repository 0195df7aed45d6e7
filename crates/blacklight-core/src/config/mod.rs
//! Application configuration schemas.
//!
//! All configuration structs are deserialized via the `config` crate from
//! `config/default.toml`, an environment overlay, and `BLACKLIGHT__*`
//! environment variables. Every field has a default, so an empty source
//! set still yields a runnable configuration.

pub mod app;
pub mod auth;
pub mod booking;
pub mod database;
pub mod logging;

use serde::{Deserialize, Serialize};

pub use self::app::{CorsConfig, ServerConfig};
pub use self::auth::AuthConfig;
pub use self::booking::BookingConfig;
pub use self::database::DatabaseConfig;
pub use self::logging::LoggingConfig;

use crate::error::AppError;

/// Root application configuration.
#[derive(Debug, Clone, Default, Serialize, Deserialize)]
pub struct AppConfig {
    /// HTTP server settings.
    #[serde(default)]
    pub server: ServerConfig,
    /// Persistence settings.
    #[serde(default)]
    pub database: DatabaseConfig,
    /// Authentication settings.
    #[serde(default)]
    pub auth: AuthConfig,
    /// Booking window and deposit policy.
    #[serde(default)]
    pub booking: BookingConfig,
    /// Logging settings.
    #[serde(default)]
    pub logging: LoggingConfig,
}

impl AppConfig {
    /// Load configuration for the named environment.
    ///
    /// Merges `config/default`, `config/{env}` and environment variables
    /// prefixed with `BLACKLIGHT__` (e.g. `BLACKLIGHT__SERVER__PORT`).
    pub fn load(env: &str) -> Result<Self, AppError> {
        let config = config::Config::builder()
            .add_source(config::File::with_name("config/default").required(false))
            .add_source(config::File::with_name(&format!("config/{env}")).required(false))
            .add_source(
                config::Environment::with_prefix("BLACKLIGHT")
                    .prefix_separator("__")
                    .separator("__")
                    .try_parsing(true),
            )
            .build()
            .map_err(|e| AppError::configuration(format!("Failed to build config: {e}")))?;

        let cfg: Self = config
            .try_deserialize()
            .map_err(|e| AppError::configuration(format!("Failed to deserialize config: {e}")))?;
        cfg.validate()?;
        Ok(cfg)
    }

    /// Reject settings that would make the booking rules meaningless.
    pub fn validate(&self) -> Result<(), AppError> {
        let b = &self.booking;
        if b.open_hour > b.close_hour || b.close_hour > 23 {
            return Err(AppError::configuration(format!(
                "Invalid operating window {}..={}",
                b.open_hour, b.close_hour
            )));
        }
        if b.deposit_percent > 100 {
            return Err(AppError::configuration(
                "deposit_percent must be between 0 and 100",
            ));
        }
        match self.database.provider.as_str() {
            "postgres" | "memory" => {}
            other => {
                return Err(AppError::configuration(format!(
                    "Unknown database provider '{other}'"
                )));
            }
        }
        if self.auth.jwt_secret.is_empty() {
            return Err(AppError::configuration("auth.jwt_secret must not be empty"));
        }
        Ok(())
    }
}

#[cfg(test)]
mod tests {
    use super::*;

    #[test]
    fn test_defaults_match_lounge_policy() {
        let cfg = AppConfig::default();
        assert_eq!(cfg.booking.open_hour, 9);
        assert_eq!(cfg.booking.close_hour, 23);
        assert_eq!(cfg.booking.deposit_percent, 20);
        assert_eq!(cfg.auth.jwt_ttl_minutes, 180);
        assert!(cfg.validate().is_ok());
    }

    #[test]
    fn test_empty_toml_deserializes_to_defaults() {
        let cfg: AppConfig = config::Config::builder()
            .add_source(config::File::from_str("", config::FileFormat::Toml))
            .build()
            .unwrap()
            .try_deserialize()
            .unwrap();
        assert_eq!(cfg.server.port, 8080);
        assert_eq!(cfg.database.provider, "postgres");
    }

    #[test]
    fn test_partial_section_overrides() {
        let toml = "[booking]\nopen_hour = 10\n[database]\nprovider = \"memory\"\n";
        let cfg: AppConfig = config::Config::builder()
            .add_source(config::File::from_str(toml, config::FileFormat::Toml))
            .build()
            .unwrap()
            .try_deserialize()
            .unwrap();
        assert_eq!(cfg.booking.open_hour, 10);
        assert_eq!(cfg.booking.close_hour, 23);
        assert_eq!(cfg.database.provider, "memory");
    }

    #[test]
    fn test_inverted_window_is_rejected() {
        let mut cfg = AppConfig::default();
        cfg.booking.open_hour = 20;
        cfg.booking.close_hour = 10;
        assert!(cfg.validate().is_err());
    }

    #[test]
    fn test_unknown_provider_is_rejected() {
        let mut cfg = AppConfig::default();
        cfg.database.provider = "sqlite".into();
        assert!(cfg.validate().is_err());
    }
}
//! Role guards used by admin-only handlers.

use blacklight_core::error::AppError;

use crate::extractors::AuthUser;

/// Checks that the authenticated user has the Admin role.
pub fn require_admin(auth: &AuthUser) -> Result<(), AppError> {
    if !auth.is_admin() {
        return Err(AppError::forbidden("Admin access required"));
    }
    Ok(())
}
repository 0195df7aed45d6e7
//! Data transfer objects for the HTTP API.

pub mod request;
pub mod response;
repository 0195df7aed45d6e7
//! JWT token encoding, decoding, and claims.

pub mod claims;
pub mod decoder;
pub mod encoder;

pub use claims::Claims;
pub use decoder::JwtDecoder;
pub use encoder::{IssuedToken, JwtEncoder};
//! Translation of PostgreSQL failures into domain errors.

use blacklight_core::error::{AppError, ErrorKind};

const EXCLUSION_VIOLATION: &str = "23P01";
const UNIQUE_VIOLATION: &str = "23505";
const FOREIGN_KEY_VIOLATION: &str = "23503";
const CHECK_VIOLATION: &str = "23514";

const STOCK_CONSTRAINT: &str = "products_stock_non_negative";

/// Map a sqlx error, turning constraint violations into their domain kinds.
///
/// Anything that is not a recognised constraint becomes `Database` with
/// `context` as the message.
pub fn map_db_error(err: sqlx::Error, context: &str) -> AppError {
    if let Some(db) = err.as_database_error() {
        match db.code().as_deref() {
            Some(EXCLUSION_VIOLATION) => {
                return AppError::slot_conflict("The requested hours overlap an active booking");
            }
            Some(UNIQUE_VIOLATION) => {
                return AppError::conflict(format!("{context}: record already exists"));
            }
            Some(FOREIGN_KEY_VIOLATION) => {
                return AppError::conflict(format!("{context}: record is still referenced"));
            }
            Some(CHECK_VIOLATION) if db.constraint() == Some(STOCK_CONSTRAINT) => {
                return AppError::new(ErrorKind::InsufficientStock, "Not enough stock");
            }
            _ => {}
        }
    }
    AppError::with_source(ErrorKind::Database, context.to_string(), err)
}

#[cfg(test)]
mod tests {
    use super::*;

    #[test]
    fn test_non_database_error_is_database_kind() {
        let err = map_db_error(sqlx::Error::RowNotFound, "Failed to load booking");
        assert_eq!(err.kind, ErrorKind::Database);
        assert_eq!(err.message, "Failed to load booking");
    }
}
++++++
• Task instructions: Output the listing above word for word, from the opening line through the line that contains "environment overlay, and", and leave out everything after it.

• Task result:
repository 0195df7aed45d6e7
filename crates/blacklight-core/src/config/mod.rs
//! Application configuration schemas.
//!
//! All configuration structs are deserialized via the `config` crate from
//! `config/default.toml`, an environment overlay, and `BLACKLIGHT__*`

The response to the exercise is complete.